JL: This series of interviews is largely about scholarship as a process and a craft.
Could you consider your own work more explicitly in these terms?

JS: I start with looking and hearing. I take notes; I make comments; now I record
what I hear others say. The result does not add up. But the connections between
the fragments seem to me important. The words of those I meet convey more than
intentions. Out of that I try to make something. I do not present this as a model
for anyone. It depends where you go, for one thing. I spent a year in Jakarta in the
1980s futilely, because I could not find such connections. It was the result of life
in the capital under the rule of dictator and murderer (Suharto, of course). Life
there was dominated by denial and evasion practiced unselfconsciously. It was
important to me to see this even if I could not formulate it out of ethnographic
observation. Were I to have written an ethnography ofthat moment, it would con-
sist of my consistent failure to find out anything of importance. I should have done
that. I might have had something to say about how such blockage occurs. But I did
not have the heart. Instead, I wrote a book about the fear of revolution, based on
newspaper reports of criminals, for the most part (Siegel 1998). The lack of overt
resistance to Suharto until the end of his decades of rule meant that he simply fell
for causes to be found in the economy and in the limited politics of the army. I
could find no way to get under the deceptions embedded in daily life. But simply
to have seen them was important to me because it goes some way to explain how
a man responsible for the murder of, at the least, hundreds of thousands of his
co-citizens was never brought to trial for it and lived his life undisturbed till his
natural death. Of course, Indonesians were angry with him at the end, but it was
more for having stolen billions than for his lethal acts. I take it as an offense that
Suharto was let off and a warning not to let myself think I have a way to avoid the
omissions that mark my first work.
"Craft" implies a method that can be passed down. I can now, after a long
(but not long enough) time at work, find only a pattern. What I learn is stimu-

571
Public Culture lated by knowing persons. My transferential or identificatory relation to them has
been modified since 1965 by intellectual interests. When I begin anew, the series
repeats itself—thus a "process." But how does one start over?

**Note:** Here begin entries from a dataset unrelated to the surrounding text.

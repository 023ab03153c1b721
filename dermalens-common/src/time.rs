//! Timestamp utilities and injectable time source
//!
//! Components that expire state (the explanation cache) read time through the
//! [`Clock`] trait so tests can advance time without sleeping.

use chrono::{DateTime, Duration, Utc};
use std::sync::Mutex;

/// Get current UTC timestamp
pub fn now() -> DateTime<Utc> {
    Utc::now()
}

/// Source of "now" for time-dependent components
pub trait Clock: Send + Sync {
    fn now(&self) -> DateTime<Utc>;
}

/// Wall-clock time
#[derive(Debug, Clone, Copy, Default)]
pub struct SystemClock;

impl Clock for SystemClock {
    fn now(&self) -> DateTime<Utc> {
        now()
    }
}

/// Manually driven clock for deterministic expiry tests
///
/// Time only moves when [`ManualClock::advance`] or [`ManualClock::set`] is called.
#[derive(Debug)]
pub struct ManualClock {
    current: Mutex<DateTime<Utc>>,
}

impl ManualClock {
    pub fn new(start: DateTime<Utc>) -> Self {
        Self {
            current: Mutex::new(start),
        }
    }

    /// Move the clock forward by `by`
    pub fn advance(&self, by: Duration) {
        let mut current = self.current.lock().unwrap_or_else(|e| e.into_inner());
        *current += by;
    }

    /// Jump to an absolute instant
    pub fn set(&self, instant: DateTime<Utc>) {
        let mut current = self.current.lock().unwrap_or_else(|e| e.into_inner());
        *current = instant;
    }
}

impl Clock for ManualClock {
    fn now(&self) -> DateTime<Utc> {
        *self.current.lock().unwrap_or_else(|e| e.into_inner())
    }
}

/// Whole days elapsed from `earlier` to `later`, truncated toward zero
pub fn whole_days_between(earlier: DateTime<Utc>, later: DateTime<Utc>) -> i64 {
    (later - earlier).num_days()
}

#[cfg(test)]
mod tests {
    use super::*;
    use chrono::TimeZone;

    #[test]
    fn test_now_returns_valid_timestamp() {
        let timestamp = now();
        // Should be a reasonable timestamp (after year 2000)
        assert!(timestamp.timestamp() > 946_684_800);
    }

    #[test]
    fn test_system_clock_tracks_wall_clock() {
        let before = now();
        let observed = SystemClock.now();
        assert!(observed >= before);
    }

    #[test]
    fn test_manual_clock_only_moves_when_advanced() {
        let start = Utc.with_ymd_and_hms(2024, 3, 1, 9, 0, 0).unwrap();
        let clock = ManualClock::new(start);
        assert_eq!(clock.now(), start);
        assert_eq!(clock.now(), start);

        clock.advance(Duration::days(7));
        assert_eq!(clock.now(), start + Duration::days(7));
    }

    #[test]
    fn test_manual_clock_set() {
        let start = Utc.with_ymd_and_hms(2024, 3, 1, 9, 0, 0).unwrap();
        let later = Utc.with_ymd_and_hms(2025, 1, 1, 0, 0, 0).unwrap();
        let clock = ManualClock::new(start);
        clock.set(later);
        assert_eq!(clock.now(), later);
    }

    #[test]
    fn test_whole_days_truncates() {
        let start = Utc.with_ymd_and_hms(2024, 3, 1, 9, 0, 0).unwrap();
        // 2 days 23 hours -> 2
        let end = start + Duration::hours(71);
        assert_eq!(whole_days_between(start, end), 2);
        assert_eq!(whole_days_between(start, start), 0);
    }

    #[test]
    fn test_whole_days_negative_span() {
        let start = Utc.with_ymd_and_hms(2024, 3, 10, 0, 0, 0).unwrap();
        let end = start - Duration::hours(36);
        assert_eq!(whole_days_between(start, end), -1);
    }
}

I feel, rather than
know, that I have made errors or important omissions. I want to make up for this,
not directly by revision, though that happens, particularly recently, but by feeling
pulled again to the same place—"Indonesia," where I can do better next time.
"Indonesia" by this time has become for me not only a political and geographical
location but any place where electricity surges through the body and words come
out. The less I interfere with the process, the more I can momentarily put aside
whatever frames a place in advance, the luckier I feel. But after that, the more
likely it is that I feel I misunderstood. Thanks to your question, I ask myself who
it is that tells me I have made a mistake. Perhaps it has to do with growing up in
a place where nothing ever happened, where authority therefore was not clearly
delineated as it needs to be when one deals with events. My father told me when I
was quite young that because of the Depression they had waited four years to have
a child. No doubt the person who writes is the one born in 1933 and the person
who regrets the one born four years later.
Insofar as I can now imagine, I see what made me do what I have done so far;
it all started with friends: Ben Anderson, Tim Bahti, Anne Berger, Claude Guil-
lot, Richard Klein, Phil Lewis, Neil Hertz, Michael Meeker, Roz Morris, Rudolf
Mrázek, Piero Pucci, Sandra Siegel, Sam Weber. And others as well. To say how
would fill the entire journal. I have not seen enough of these people.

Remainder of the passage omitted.